Your output should be every line below, copied exactly.

(Source material)

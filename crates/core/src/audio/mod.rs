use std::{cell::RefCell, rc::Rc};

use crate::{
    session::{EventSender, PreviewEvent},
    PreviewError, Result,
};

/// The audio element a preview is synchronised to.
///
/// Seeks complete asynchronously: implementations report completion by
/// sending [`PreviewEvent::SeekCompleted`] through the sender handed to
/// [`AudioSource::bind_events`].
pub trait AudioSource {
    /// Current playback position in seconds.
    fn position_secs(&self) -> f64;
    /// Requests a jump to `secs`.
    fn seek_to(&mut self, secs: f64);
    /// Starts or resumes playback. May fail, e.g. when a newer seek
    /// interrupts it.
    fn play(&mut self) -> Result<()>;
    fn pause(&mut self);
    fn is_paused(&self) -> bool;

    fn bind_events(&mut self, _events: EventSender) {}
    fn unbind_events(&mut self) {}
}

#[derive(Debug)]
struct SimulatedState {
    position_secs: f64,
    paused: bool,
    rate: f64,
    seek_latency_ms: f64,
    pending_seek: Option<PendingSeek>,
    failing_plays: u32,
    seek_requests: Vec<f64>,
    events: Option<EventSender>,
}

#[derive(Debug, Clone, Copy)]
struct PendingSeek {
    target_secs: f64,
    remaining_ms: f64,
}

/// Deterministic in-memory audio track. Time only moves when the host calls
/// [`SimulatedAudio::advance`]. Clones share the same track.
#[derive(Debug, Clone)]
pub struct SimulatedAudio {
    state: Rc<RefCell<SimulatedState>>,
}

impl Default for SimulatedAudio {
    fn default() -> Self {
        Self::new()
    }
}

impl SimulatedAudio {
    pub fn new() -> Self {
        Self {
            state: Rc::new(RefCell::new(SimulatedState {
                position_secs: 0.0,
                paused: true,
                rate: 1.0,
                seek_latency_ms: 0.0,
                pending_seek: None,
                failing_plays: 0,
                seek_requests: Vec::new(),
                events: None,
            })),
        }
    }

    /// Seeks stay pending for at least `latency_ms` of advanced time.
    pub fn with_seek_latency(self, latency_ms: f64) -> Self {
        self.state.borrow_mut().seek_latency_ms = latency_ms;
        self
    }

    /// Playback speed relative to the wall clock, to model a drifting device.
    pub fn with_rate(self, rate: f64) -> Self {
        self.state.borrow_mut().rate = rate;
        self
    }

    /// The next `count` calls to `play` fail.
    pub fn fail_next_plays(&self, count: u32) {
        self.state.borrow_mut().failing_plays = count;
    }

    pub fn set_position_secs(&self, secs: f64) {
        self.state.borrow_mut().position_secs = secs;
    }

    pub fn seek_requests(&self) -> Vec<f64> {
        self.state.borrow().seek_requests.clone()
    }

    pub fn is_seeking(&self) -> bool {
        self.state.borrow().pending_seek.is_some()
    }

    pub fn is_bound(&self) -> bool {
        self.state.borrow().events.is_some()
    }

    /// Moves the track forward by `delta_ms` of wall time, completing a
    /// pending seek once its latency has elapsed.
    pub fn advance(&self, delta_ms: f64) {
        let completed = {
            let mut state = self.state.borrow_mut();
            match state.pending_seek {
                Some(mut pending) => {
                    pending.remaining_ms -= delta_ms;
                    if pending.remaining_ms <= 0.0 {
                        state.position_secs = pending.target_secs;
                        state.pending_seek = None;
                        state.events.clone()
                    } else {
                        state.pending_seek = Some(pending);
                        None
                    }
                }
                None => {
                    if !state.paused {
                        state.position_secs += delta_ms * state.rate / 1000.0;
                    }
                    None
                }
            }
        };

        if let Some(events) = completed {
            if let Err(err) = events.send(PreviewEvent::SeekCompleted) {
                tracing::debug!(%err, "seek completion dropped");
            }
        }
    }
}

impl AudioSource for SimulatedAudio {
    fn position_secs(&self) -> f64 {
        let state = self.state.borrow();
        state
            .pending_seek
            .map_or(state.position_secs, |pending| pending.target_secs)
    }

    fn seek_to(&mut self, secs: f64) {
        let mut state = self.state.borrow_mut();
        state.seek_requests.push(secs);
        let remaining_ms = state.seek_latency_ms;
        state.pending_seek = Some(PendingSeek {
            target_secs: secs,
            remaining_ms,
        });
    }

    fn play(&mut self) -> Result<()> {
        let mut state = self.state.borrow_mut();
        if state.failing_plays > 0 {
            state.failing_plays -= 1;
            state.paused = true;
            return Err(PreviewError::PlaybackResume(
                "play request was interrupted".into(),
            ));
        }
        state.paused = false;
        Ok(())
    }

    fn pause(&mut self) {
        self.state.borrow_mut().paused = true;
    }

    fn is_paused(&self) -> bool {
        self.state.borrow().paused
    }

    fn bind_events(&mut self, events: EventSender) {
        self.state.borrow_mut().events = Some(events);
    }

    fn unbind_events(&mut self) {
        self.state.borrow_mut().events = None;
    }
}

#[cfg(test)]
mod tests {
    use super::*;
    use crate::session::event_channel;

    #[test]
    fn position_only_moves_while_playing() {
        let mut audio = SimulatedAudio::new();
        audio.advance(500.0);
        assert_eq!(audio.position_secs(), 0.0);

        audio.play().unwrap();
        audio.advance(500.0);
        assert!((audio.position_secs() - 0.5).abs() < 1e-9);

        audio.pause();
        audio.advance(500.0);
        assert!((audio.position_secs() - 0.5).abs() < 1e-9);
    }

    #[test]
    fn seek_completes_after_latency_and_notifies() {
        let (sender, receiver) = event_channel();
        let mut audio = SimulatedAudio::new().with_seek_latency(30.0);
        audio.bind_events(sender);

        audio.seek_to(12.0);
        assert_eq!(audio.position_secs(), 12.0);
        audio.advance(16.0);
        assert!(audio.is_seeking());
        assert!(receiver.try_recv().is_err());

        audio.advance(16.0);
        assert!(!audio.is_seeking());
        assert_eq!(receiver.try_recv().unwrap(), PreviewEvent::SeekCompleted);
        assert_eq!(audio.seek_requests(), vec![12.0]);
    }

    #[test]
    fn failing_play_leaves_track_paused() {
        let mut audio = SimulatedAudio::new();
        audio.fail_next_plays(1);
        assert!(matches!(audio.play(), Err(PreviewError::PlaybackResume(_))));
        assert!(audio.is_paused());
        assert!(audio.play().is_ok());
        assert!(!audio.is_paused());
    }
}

(End Source material)

▶ _Finished task_:
filename crates/core/src/audio/mod.rs
use std::{cell::RefCell, rc::Rc};

use crate::{
    session::{EventSender, PreviewEvent},
    PreviewError, Result,
};

/// The audio element a preview is synchronised to.
///
/// Seeks complete asynchronously: implementations report completion by
/// sending [`PreviewEvent::SeekCompleted`] through the sender handed to
/// [`AudioSource::bind_events`].
pub trait AudioSource {
    /// Current playback position in seconds.
    fn position_secs(&self) -> f64;
    /// Requests a jump to `secs`.
    fn seek_to(&mut self, secs: f64);
    /// Starts or resumes playback. May fail, e.g. when a newer seek
    /// interrupts it.
    fn play(&mut self) -> Result<()>;
    fn pause(&mut self);
    fn is_paused(&self) -> bool;

    fn bind_events(&mut self, _events: EventSender) {}
    fn unbind_events(&mut self) {}
}

#[derive(Debug)]
struct SimulatedState {
    position_secs: f64,
    paused: bool,
    rate: f64,
    seek_latency_ms: f64,
    pending_seek: Option<PendingSeek>,
    failing_plays: u32,
    seek_requests: Vec<f64>,
    events: Option<EventSender>,
}

#[derive(Debug, Clone, Copy)]
struct PendingSeek {
    target_secs: f64,
    remaining_ms: f64,
}

/// Deterministic in-memory audio track. Time only moves when the host calls
/// [`SimulatedAudio::advance`]. Clones share the same track.
#[derive(Debug, Clone)]
pub struct SimulatedAudio {
    state: Rc<RefCell<SimulatedState>>,
}

impl Default for SimulatedAudio {
    fn default() -> Self {
        Self::new()
    }
}

impl SimulatedAudio {
    pub fn new() -> Self {
        Self {
            state: Rc::new(RefCell::new(SimulatedState {
                position_secs: 0.0,
                paused: true,
                rate: 1.0,
                seek_latency_ms: 0.0,
                pending_seek: None,
                failing_plays: 0,
                seek_requests: Vec::new(),
                events: None,
            })),
        }
    }

    /// Seeks stay pending for at least `latency_ms` of advanced time.
    pub fn with_seek_latency(self, latency_ms: f64) -> Self {
        self.state.borrow_mut().seek_latency_ms = latency_ms;
        self
    }

    /// Playback speed relative to the wall clock, to model a drifting device.
    pub fn with_rate(self, rate: f64) -> Self {
        self.state.borrow_mut().rate = rate;
        self
    }

    /// The next `count` calls to `play` fail.
    pub fn fail_next_plays(&self, count: u32) {
        self.state.borrow_mut().failing_plays = count;
    }

    pub fn set_position_secs(&self, secs: f64) {
        self.state.borrow_mut().position_secs = secs;
    }

    pub fn seek_requests(&self) -> Vec<f64> {
        self.state.borrow().seek_requests.clone()
    }

    pub fn is_seeking(&self) -> bool {
        self.state.borrow().pending_seek.is_some()
    }

    pub fn is_bound(&self) -> bool {
        self.state.borrow().events.is_some()
    }

    /// Moves the track forward by `delta_ms` of wall time, completing a
    /// pending seek once its latency has elapsed.
    pub fn advance(&self, delta_ms: f64) {
        let completed = {
            let mut state = self.state.borrow_mut();
            match state.pending_seek {
                Some(mut pending) => {
                    pending.remaining_ms -= delta_ms;
                    if pending.remaining_ms <= 0.0 {
                        state.position_secs = pending.target_secs;
                        state.pending_seek = None;
                        state.events.clone()
                    } else {
                        state.pending_seek = Some(pending);
                        None
                    }
                }
                None => {
                    if !state.paused {
                        state.position_secs += delta_ms * state.rate / 1000.0;
                    }
                    None
                }
            }
        };

        if let Some(events) = completed {
            if let Err(err) = events.send(PreviewEvent::SeekCompleted) {
                tracing::debug!(%err, "seek completion dropped");
            }
        }
    }
}

impl AudioSource for SimulatedAudio {
    fn position_secs(&self) -> f64 {
        let state = self.state.borrow();
        state
            .pending_seek
            .map_or(state.position_secs, |pending| pending.target_secs)
    }

    fn seek_to(&mut self, secs: f64) {
        let mut state = self.state.borrow_mut();
        state.seek_requests.push(secs);
        let remaining_ms = state.seek_latency_ms;
        state.pending_seek = Some(PendingSeek {
            target_secs: secs,
            remaining_ms,
        });
    }

    fn play(&mut self) -> Result<()> {
        let mut state = self.state.borrow_mut();
        if state.failing_plays > 0 {
            state.failing_plays -= 1;
            state.paused = true;
            return Err(PreviewError::PlaybackResume(
                "play request was interrupted".into(),
            ));
        }
        state.paused = false;
        Ok(())
    }

    fn pause(&mut self) {
        self.state.borrow_mut().paused = true;
    }

    fn is_paused(&self) -> bool {
        self.state.borrow().paused
    }

    fn bind_events(&mut self, events: EventSender) {
        self.state.borrow_mut().events = Some(events);
    }

    fn unbind_events(&mut self) {
        self.state.borrow_mut().events = None;
    }
}

#[cfg(test)]
mod tests {
    use super::*;
    use crate::session::event_channel;

    #[test]
    fn position_only_moves_while_playing() {
        let mut audio = SimulatedAudio::new();
        audio.advance(500.0);
        assert_eq!(audio.position_secs(), 0.0);

        audio.play().unwrap();
        audio.advance(500.0);
        assert!((audio.position_secs() - 0.5).abs() < 1e-9);

        audio.pause();
        audio.advance(500.0);
        assert!((audio.position_secs() - 0.5).abs() < 1e-9);
    }

    #[test]
    fn seek_completes_after_latency_and_notifies() {
        let (sender, receiver) = event_channel();
        let mut audio = SimulatedAudio::new().with_seek_latency(30.0);
        audio.bind_events(sender);

        audio.seek_to(12.0);
        assert_eq!(audio.position_secs(), 12.0);
        audio.advance(16.0);
        assert!(audio.is_seeking());
        assert!(receiver.try_recv().is_err());

        audio.advance(16.0);
        assert!(!audio.is_seeking());
        assert_eq!(receiver.try_recv().unwrap(), PreviewEvent::SeekCompleted);
        assert_eq!(audio.seek_requests(), vec![12.0]);
    }

    #[test]
    fn failing_play_leaves_track_paused() {
        let mut audio = SimulatedAudio::new();
        audio.fail_next_plays(1);
        assert!(matches!(audio.play(), Err(PreviewError::PlaybackResume(_))));
        assert!(audio.is_paused());
        assert!(audio.play().is_ok());
        assert!(!audio.is_paused());
    }
}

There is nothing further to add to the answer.